Most people say nose or ears and feel good about it. They’re half right, which in trivia is the same as all wrong.

Show Answer
Both your nose and your ears. They don’t technically “grow” through cell division like in childhood. The cartilage breaks down and sags due to gravity, making them appear larger. So the correct answer is both, but the reason is less “growth” and more “slow-motion collapse,” which is a great metaphor for aging generally.

 

The Home Stretch, Where It Gets Weird

27. What animal’s milk is pink?

This question creates a very specific kind of chaos. People refuse to believe any animal produces pink milk. Then they hear the answer and refuse to believe that too.

Show Answer
A hippopotamus. Hippo milk is bright pink due to two acids the hippo secretes: one red (hipposudoric acid) and one orange. Mixed with the white milk, it turns pink. Strawberry milk from a hippo. Nature is unhinged.

 

28. In 1932, Australia fought a war against what animal and lost?

This is a real thing that happened in a real country with a real military. The animal won.

Show Answer
Emus. The Great Emu War of 1932 saw Australian soldiers armed with Lewis guns deployed to cull emus that were destroying crops in Western Australia. The emus scattered, regrouped, and essentially outmaneuvered the military. The soldiers withdrew. A parliamentary committee later noted the emus had “weights” and “bulletproof” qualities. Australia has not lived this down.

 

29. What is the technical term for the rumbling sound your stomach makes?

This is a word that sounds exactly like what it describes, which is rare and delightful.

Show Answer
Borborygmi. Say it out loud. It sounds like a stomach growling. It comes from the Greek word “borborygmos,” which is onomatopoeic. The Greeks heard a stomach rumble and wrote down what it sounded like, and somehow that became a medical term used in hospitals today.

 

30. What did Oxford Dictionaries name as its Word of the Year in 2015, which technically isn’t a word at all?
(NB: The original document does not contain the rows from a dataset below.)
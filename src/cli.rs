//! Command-line interface for strictly_tictactoe.

use clap::{Parser, Subcommand};
use std::path::PathBuf;
use strictly_tictactoe::{Board, Mode, Player};

/// Strictly Tic-Tac-Toe - play against a friend or a simple bot
#[derive(Parser, Debug)]
#[command(name = "strictly_tictactoe")]
#[command(about = "Tic-tac-toe with a rule-based opponent", long_about = None)]
#[command(version)]
pub struct Cli {
    /// Subcommand to run
    #[command(subcommand)]
    pub command: Command,
}

/// Available commands
#[derive(Subcommand, Debug)]
pub enum Command {
    /// Play in the terminal UI
    Play {
        /// Starting mode: pvp or pvb (overrides the config file)
        #[arg(short, long)]
        mode: Option<Mode>,

        /// Path to a TOML config file
        #[arg(short, long)]
        config: Option<PathBuf>,

        /// Log file path (overrides the config file)
        #[arg(long)]
        log_file: Option<PathBuf>,
    },

    /// Report the status of a board, e.g. `XXX/OO_/___`
    Evaluate {
        /// Nine cells of X, O and _ (row separators / or | allowed)
        board: Board,

        /// Print JSON instead of text
        #[arg(long)]
        json: bool,
    },

    /// Print the square the bot would take on a board
    Suggest {
        /// Nine cells of X, O and _ (row separators / or | allowed)
        board: Board,

        /// Mark the bot plays
        #[arg(long = "as", default_value = "O")]
        acting: Player,
    },
}
//! Tests for the rule-based opponent.

use strictly_tictactoe::{
    Board, Player, Position, Reason, Square, select_move, select_move_with_reason,
};

/// Every assignment of {empty, X, O} to the nine squares.
fn all_boards() -> impl Iterator<Item = Board> {
    (0..3u32.pow(9)).map(|mut code| {
        let mut squares = [Square::Empty; 9];
        for square in squares.iter_mut() {
            *square = match code % 3 {
                0 => Square::Empty,
                1 => Square::Occupied(Player::X),
                _ => Square::Occupied(Player::O),
            };
            code /= 3;
        }
        Board::from_squares(squares)
    })
}

#[test]
fn test_empty_board_takes_center() {
    assert_eq!(
        select_move(&Board::new(), Player::O, Player::X),
        Some(Position::Center)
    );
}

#[test]
fn test_completes_own_line() {
    let board: Board = "XX_/___/___".parse().unwrap();
    assert_eq!(
        select_move(&board, Player::X, Player::O),
        Some(Position::TopRight)
    );
}

#[test]
fn test_blocks_opponent_line() {
    let board: Board = "OO_/___/___".parse().unwrap();
    assert_eq!(
        select_move(&board, Player::X, Player::O),
        Some(Position::TopRight)
    );
}

#[test]
fn test_full_board_has_no_move() {
    let board: Board = "XOX/XOO/OXX".parse().unwrap();
    assert_eq!(select_move(&board, Player::X, Player::O), None);
}

#[test]
fn test_corner_after_center_taken() {
    let board: Board = "___/_X_/___".parse().unwrap();
    assert_eq!(
        select_move_with_reason(&board, Player::O, Player::X),
        Some((Position::TopLeft, Reason::Corner))
    );

    let board: Board = "O_X/_X_/___".parse().unwrap();
    assert_eq!(
        select_move_with_reason(&board, Player::O, Player::X),
        Some((Position::BottomLeft, Reason::Block))
    );

    let board: Board = "X_O/_O_/___".parse().unwrap();
    assert_eq!(
        select_move_with_reason(&board, Player::X, Player::O),
        Some((Position::BottomLeft, Reason::Block))
    );
}

#[test]
fn test_never_picks_occupied_square() {
    for board in all_boards() {
        for (acting, opponent) in [(Player::X, Player::O), (Player::O, Player::X)] {
            match select_move(&board, acting, opponent) {
                Some(pos) => assert!(board.is_empty(pos), "board {} chose {:?}", board, pos),
                None => assert!(
                    board.squares().iter().all(|s| *s != Square::Empty),
                    "board {} has room but no move",
                    board
                ),
            }
        }
    }
}

#[test]
fn test_heuristic_can_be_forked() {
    // Opposite corners against a center reply lead to a fork the bot can't cover.
    let mut board = Board::new();
    board = board.with_mark(Position::TopLeft, Player::X);
    let reply = select_move(&board, Player::O, Player::X).unwrap();
    assert_eq!(reply, Position::Center);
    board = board.with_mark(reply, Player::O);

    board = board.with_mark(Position::BottomRight, Player::X);
    let reply = select_move(&board, Player::O, Player::X).unwrap();
    assert_eq!(reply, Position::TopRight);
    board = board.with_mark(reply, Player::O);

    board = board.with_mark(Position::BottomLeft, Player::X);
    let reply = select_move(&board, Player::O, Player::X).unwrap();
    assert_eq!(reply, Position::MiddleLeft);
    board = board.with_mark(reply, Player::O);

    board = board.with_mark(Position::BottomCenter, Player::X);
    assert_eq!(
        strictly_tictactoe::evaluate_outcome(&board),
        Some(Player::X)
    );
}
I save this one for last because it tells you everything you need to know about where language is going, and it makes every single person in the room either laugh or groan. There is no middle ground.

Show Answer
The “Face with Tears of Joy” emoji. 😂. Oxford’s Word of the Year was a picture. Not a word. A tiny yellow face crying from laughing. It was the most used emoji globally that year, and Oxford decided it captured the cultural moment better than any actual word could. The purists in the room hate this answer. The rest of the room sends the emoji to the group chat in real time. And that reaction, that split right down the middle of the table, is exactly why funny trivia works. It’s never really about the answer. It’s about what the answer does to the room.